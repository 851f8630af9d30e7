//! OrderRejected event applier.

use crate::orders::traits::EventApplier;
use shared::order::{EventPayload, OrderEvent, OrderRecord, OrderStatus};

pub struct OrderRejectedApplier;

impl EventApplier for OrderRejectedApplier {
    fn apply(&self, record: &mut OrderRecord, event: &OrderEvent) {
        if let EventPayload::OrderRejected { reason } = &event.payload {
            record.status = OrderStatus::Canceled;
            record.cancel_reason = Some(reason.clone());
            record.updated_at = event.timestamp;
            record.last_sequence = event.sequence;
        }
    }
}
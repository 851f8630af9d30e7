//! RejectOrder command handler: `Pending|Preparing → Canceled`.

use async_trait::async_trait;

use crate::orders::state::{self, Transition};
use crate::orders::traits::{CommandContext, CommandHandler, CommandMetadata, OrderError};
use shared::order::{EventPayload, OrderEvent, OrderEventType};

/// RejectOrder action
#[derive(Debug, Clone)]
pub struct RejectOrderAction {
    pub order_id: String,
    pub reason: String,
}

#[async_trait]
impl CommandHandler for RejectOrderAction {
    async fn execute(
        &self,
        ctx: &mut CommandContext<'_>,
        metadata: &CommandMetadata,
    ) -> Result<Vec<OrderEvent>, OrderError> {
        if self.reason.trim().is_empty() {
            return Err(OrderError::ReasonRequired("reject an order"));
        }

        let record = ctx.load_record(&self.order_id)?;
        state::ensure(Transition::Reject, &record, metadata.role)?;

        let seq = ctx.next_sequence();
        let event = OrderEvent::new(
            seq,
            self.order_id.clone(),
            metadata.actor_id.clone(),
            metadata.actor_name.clone(),
            metadata.role,
            metadata.command_id.clone(),
            Some(metadata.timestamp),
            OrderEventType::OrderRejected,
            EventPayload::OrderRejected {
                reason: self.reason.clone(),
            },
        );

        Ok(vec![event])
    }
}
//! PaymentRecorded event applier.
//!
//! Flips the payment fields only. The status transition to `Delivered`
//! is its own event: delivery orders stay `Ready` until the courier
//! proves delivery, even when prepaid.

use crate::orders::traits::EventApplier;
use shared::order::{EventPayload, OrderEvent, OrderRecord, PaymentStatus};

pub struct PaymentRecordedApplier;

impl EventApplier for PaymentRecordedApplier {
    fn apply(&self, record: &mut OrderRecord, event: &OrderEvent) {
        if let EventPayload::PaymentRecorded { method, .. } = &event.payload {
            record.payment_status = PaymentStatus::Paid;
            record.payment_method = Some(*method);
            record.updated_at = event.timestamp;
            record.last_sequence = event.sequence;
        }
    }
}
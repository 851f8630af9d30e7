//! Order domain types: commands in, events out, record in the middle.

pub mod command;
pub mod event;
pub mod record;
pub mod types;

pub use command::{OrderCommand, OrderCommandPayload};
pub use event::{EventPayload, OrderEvent, OrderEventType};
pub use record::{OrderRecord, OrderStatus, PaymentStatus};
pub use types::{
    CustomerInfo, DeliveryAddress, Destination, OrderItemInput, OrderItemSnapshot, OrderKind,
    PaymentInput, PaymentMethod,
};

────────────────

- Try it -
If a line of the listing above contains "impl", pick it out and copy it.

- Problem solution -
impl EventApplier for OrderRejectedApplier {
impl CommandHandler for RejectOrderAction {
impl EventApplier for PaymentRecordedApplier {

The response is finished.